Tuesday, February 6, 2018
Facebook Author Pages
Tuesday, August 8, 2017
Building Your Writing Platform-How Much is Enough?
Thursday, January 20, 2011
Author Platform—Yes, Again!
I know. Here I am again writing about building an author platform. Obsessed, you say? One woman's obsession is another woman’s focus. Call me focused. Really, really, really focused.
I have a sign revealed unto me. Truly. The last two days my “horrorscope” has scared me straight. Straight back to getting more writing done. The whole raison d’etre, eh, for marketing. So, here are they are. What do you think they mean?
“You are in the process of learning, growing, and improving. There’s a limit to how much of this you can do in a day. Go easy.”
Yikes! Did that not sound to you like a warn-off for Twitter/FB/blogging/website-ing? I mean, really, how can there be any other interpretation. “You have learned much about social media networking. Now get back to your writing.” Very clear! Wasn’t it? Or did it mean . . . Never mind, here is #2:
“You might procrastinate. It’s not because you can’t be bothered to take action. It’s because you are busy with important things.”
Okay. Call me crazy. Don’t those two contradict one another?
Tuesday’s horrorscope told me to stop on-lining (a non-drug type of mainlining). Wednesday’s said it’s okay because that stuff is more important than your writing. Or at least as important.
So what do I do with the sign? I mean, the Old Testament is filled with guys who ignored signs. Job was whale food. Noah presided over “the end of the world as we know it.” Eve . . .well, we all know how that turned out. The signs are there for a purpose. So what to do?
I know not what course others may take, but as for me, give me Twitter or give me Facebook. Or the other way around.
Excuse me, please. I gotta get stuff posted today so more and more people will be screaming for the book I will write on weekends and during commercial breaks. Author Platform or Bust!
Tuesday, January 18, 2011
Building Author Platform While Tearing Down Writing (Time)
Members of both my critique groups have asked how I can be spending so much time on building my author platform? “Aren’t you losing writing time?”
Yes, indeed, I am. I try to keep up with two blogs, two Twitter accounts, a website, and two Facebook pages. Social Media Networking, indeed! I hardly ever see real people. Mostly my day is spent with virtual “friends” and “followers”. I am losing big writing time as I prepare blogs, tweet, and FB postings.
I post (mostly) on this, my writing blog, on Tuesdays and Thursdays. On Monday, Wednesday, and Friday I post on my foodie blog (www.sharonarthurmoore.blogspot.com). I try to write one or two of these articles a day so I have a storehouse to pick from when it is time to post. Then I must replenish the stock.

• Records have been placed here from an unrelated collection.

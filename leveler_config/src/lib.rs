#![cfg_attr(all(not(debug_assertions), not(test)), deny(warnings))]
#![cfg_attr(
    all(not(debug_assertions), not(test)),
    deny(clippy::all, clippy::pedantic, clippy::nursery)
)]
#![allow(clippy::module_name_repetitions, clippy::missing_errors_doc)]
//! Settings schemas and mesh ingestion for the bed-leveling workflow.
//!
//! - `Settings` and its sub-structs are deserialized from TOML and validated
//!   once at the boundary; the workflow engine assumes validated input.
//! - `profile` parses printer.cfg-style text into named mesh profiles.
//! - `load_mesh_csv` loads a headerless rectangular grid from CSV.

use serde::Deserialize;

pub mod profile;

pub use profile::{MeshProfile, load_mesh_csv, parse_profiles, validate_profile};

/// Physical bed geometry and mesh grid resolution.
#[derive(Debug, Clone, Copy, Deserialize)]
#[serde(default)]
pub struct BedCfg {
    /// Bed size along X in mm
    pub size_x: f64,
    /// Bed size along Y in mm
    pub size_y: f64,
    /// Number of probed mesh points along X
    pub mesh_points_x: usize,
    /// Number of probed mesh points along Y
    pub mesh_points_y: usize,
}

impl Default for BedCfg {
    fn default() -> Self {
        Self {
            size_x: 220.0,
            size_y: 220.0,
            mesh_points_x: 5,
            mesh_points_y: 5,
        }
    }
}

/// Screw, tape and belt hardware parameters.
#[derive(Debug, Clone, Deserialize)]
#[serde(default)]
pub struct HardwareCfg {
    /// Adjustment screw thread label (display only)
    pub screw_thread: String,
    /// Screw thread pitch: mm of travel per full rotation
    pub screw_pitch: f64,
    /// Deviations below this are not worth a screw action (mm)
    pub min_adjustment: f64,
    /// Largest correction a single screw action may apply (mm)
    pub max_adjustment: f64,
    /// Thickness of one tape layer (mm)
    pub tape_thickness: f64,
    /// Belt tooth pitch (mm of height change per tooth)
    pub belt_tooth_mm: f64,
    /// Corner averaging radius in mesh points (0 = single point)
    pub corner_averaging: usize,
}

impl Default for HardwareCfg {
    fn default() -> Self {
        Self {
            screw_thread: "M4".to_owned(),
            screw_pitch: 0.7,
            min_adjustment: 0.1,
            max_adjustment: 2.0,
            tape_thickness: 0.06,
            belt_tooth_mm: 0.4,
            corner_averaging: 1,
        }
    }
}

/// Per-stage decision thresholds (mm).
#[derive(Debug, Clone, Copy, Deserialize)]
#[serde(default)]
pub struct ThresholdsCfg {
    /// Minimum shaft height difference worth a belt action.
    /// When absent, the screw threshold is used.
    pub belt_threshold: Option<f64>,
    /// Minimum corner deviation worth a screw action
    pub screw_threshold: f64,
    /// Minimum cell deficit worth a tape spot
    pub tape_threshold: f64,
}

impl Default for ThresholdsCfg {
    fn default() -> Self {
        Self {
            belt_threshold: None,
            screw_threshold: 0.19,
            tape_threshold: 0.01,
        }
    }
}

impl ThresholdsCfg {
    /// Effective belt threshold (falls back to the screw threshold).
    #[inline]
    pub fn belt(&self) -> f64 {
        self.belt_threshold.unwrap_or(self.screw_threshold)
    }
}

/// Per-stage enable flags. Disabling a stage never blocks later stages;
/// it passes the mesh through unchanged.
#[derive(Debug, Clone, Copy, Deserialize)]
#[serde(default)]
pub struct WorkflowCfg {
    pub enable_belt: bool,
    pub enable_screws: bool,
    pub enable_tape: bool,
}

impl Default for WorkflowCfg {
    fn default() -> Self {
        Self {
            enable_belt: true,
            enable_screws: true,
            enable_tape: true,
        }
    }
}

/// Ambient measurement conditions for the thermal prediction.
#[derive(Debug, Clone, Copy, Deserialize)]
#[serde(default)]
pub struct EnvironmentCfg {
    /// Bed temperature during probing (°C)
    pub measurement_temp: f64,
    /// Print temperature the prediction targets (°C); defaults to the
    /// measurement temperature (no thermal delta).
    pub target_temp: Option<f64>,
    /// Plain linear expansion coefficient for the legacy fallback model
    pub thermal_expansion_coeff: f64,
}

impl Default for EnvironmentCfg {
    fn default() -> Self {
        Self {
            measurement_temp: 25.0,
            target_temp: None,
            thermal_expansion_coeff: 0.0,
        }
    }
}

impl EnvironmentCfg {
    #[inline]
    pub fn target_temp(&self) -> f64 {
        self.target_temp.unwrap_or(self.measurement_temp)
    }
}

/// Two-layer (PEI sheet over steel base) plate model for thermal warp.
#[derive(Debug, Clone, Deserialize)]
#[serde(default)]
pub struct ThermalModelCfg {
    /// Optional model name echoed into stage metadata
    pub name: Option<String>,
    /// Overrides `environment.measurement_temp` when set
    pub measurement_temp: Option<f64>,
    /// Overrides `environment.target_temp` when set
    pub target_temp: Option<f64>,
    /// Fraction of the top-surface delta the chamber air reaches (0..=1)
    pub chamber_factor: f64,
    /// Print-surface layer thickness (mm)
    pub pei_thickness: f64,
    /// Base plate thickness (mm)
    pub steel_thickness: f64,
    /// Surface layer expansion coefficient; defaults to the environment one
    pub alpha_pei: Option<f64>,
    /// Base plate expansion coefficient; defaults to the environment one
    pub alpha_steel: Option<f64>,
    /// Weighting of the uniform bulk-expansion curvature term
    pub beta_uniform: f64,
}

impl Default for ThermalModelCfg {
    fn default() -> Self {
        Self {
            name: None,
            measurement_temp: None,
            target_temp: None,
            chamber_factor: 0.0,
            pei_thickness: 0.55,
            steel_thickness: 1.50,
            alpha_pei: None,
            alpha_steel: None,
            beta_uniform: 0.2,
        }
    }
}

/// Top-level settings record consumed by the workflow engine.
#[derive(Debug, Clone, Default, Deserialize)]
#[serde(default)]
pub struct Settings {
    pub bed: BedCfg,
    pub hardware: HardwareCfg,
    pub thresholds: ThresholdsCfg,
    pub workflow: WorkflowCfg,
    pub environment: EnvironmentCfg,
    /// Optional bimetallic plate model; absent means legacy fallback only.
    pub thermal_model: Option<ThermalModelCfg>,
}

pub fn load_toml(s: &str) -> Result<Settings, toml::de::Error> {
    toml::from_str::<Settings>(s)
}

impl Settings {
    pub fn validate(&self) -> eyre::Result<()> {
        // Bed
        if self.bed.size_x <= 0.0 || self.bed.size_y <= 0.0 {
            eyre::bail!("bed.size_x and bed.size_y must be > 0");
        }
        if self.bed.mesh_points_x < 2 || self.bed.mesh_points_y < 2 {
            eyre::bail!("bed.mesh_points_x and bed.mesh_points_y must be >= 2");
        }

        // Hardware
        if !(self.hardware.screw_pitch > 0.0) {
            eyre::bail!("hardware.screw_pitch must be > 0");
        }
        if self.hardware.min_adjustment < 0.0 {
            eyre::bail!("hardware.min_adjustment must be >= 0");
        }
        if !(self.hardware.max_adjustment > 0.0) {
            eyre::bail!("hardware.max_adjustment must be > 0");
        }
        if self.hardware.min_adjustment > self.hardware.max_adjustment {
            eyre::bail!("hardware.min_adjustment must not exceed hardware.max_adjustment");
        }
        if !(self.hardware.tape_thickness > 0.0) {
            eyre::bail!("hardware.tape_thickness must be > 0");
        }
        if !(self.hardware.belt_tooth_mm > 0.0) {
            eyre::bail!("hardware.belt_tooth_mm must be > 0");
        }
        if self.hardware.corner_averaging > 5 {
            eyre::bail!("hardware.corner_averaging is unreasonably large (>5 points)");
        }

        // Thresholds
        if let Some(belt) = self.thresholds.belt_threshold
            && belt < 0.0
        {
            eyre::bail!("thresholds.belt_threshold must be >= 0");
        }
        if self.thresholds.screw_threshold < 0.0 {
            eyre::bail!("thresholds.screw_threshold must be >= 0");
        }
        if self.thresholds.tape_threshold < 0.0 {
            eyre::bail!("thresholds.tape_threshold must be >= 0");
        }

        // Environment
        if !self.environment.measurement_temp.is_finite()
            || !self.environment.target_temp().is_finite()
        {
            eyre::bail!("environment temperatures must be finite");
        }

        // Thermal model
        if let Some(model) = &self.thermal_model {
            if !(model.pei_thickness > 0.0) {
                eyre::bail!("thermal_model.pei_thickness must be > 0");
            }
            if !(model.steel_thickness > 0.0) {
                eyre::bail!("thermal_model.steel_thickness must be > 0");
            }
            if !(0.0..=1.0).contains(&model.chamber_factor) {
                eyre::bail!("thermal_model.chamber_factor must be in [0.0, 1.0]");
            }
            if model.beta_uniform < 0.0 {
                eyre::bail!("thermal_model.beta_uniform must be >= 0");
            }
        }

        Ok(())
    }
}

Everyday I post on Twitter accounts @RomanceRighter (where I give relationship advice and share links to relationship articles among other things) and @good2tweat (recipes, links to food articles, food quotes, etc.). I keep a tweets page for each account minimized on my desktop so I can post something every hour or so throughout the day. That keeps my name floating around so no matter what time someone signs on, I am there.
On Facebook, I have a personal page and a fan page. Truly, if I could figure out how to do it, I would eliminate the personal page and just do the fan page. That would be more in line with my writing goals, and it would have a sharper focus. Most of my posts there are to drive people to my Twitter accounts or my blogs.
Except for Twitter, I don’t post much, if at all, on weekends. I give myself that time off. Ha! Instead I spend the weekend preparing future postings, trying to get ahead of the daily grind of having meaningful posts.
So why am I spending these hours doing what I never thought I’d be doing? Why don’t I just write, as I saw myself doing when I “transitioned” a few years ago. Because it works! I have seen more traffic at both blogs, and people I don’t follow on Twitter are following me. How they found me, I don’t know or care.
As I have addressed on these pages before, the new reality is that I must market my own materials along with the publisher. When I attend the Southern California Writing Conference in San Diego next month, and meet there with agents and editors one-on-one, I want to be able to say, “I can let 2500 people know instantaneously that I have a book contract. And those 2500 are connected to tens of thousands more people.” So I build my platform, friend by friend, follower by follower.
But the underlying purpose of it all is based in my writing. I’m thinking of buying one of those books on being a weekend novelist, since that seems to be where most of my writing time comes from these days.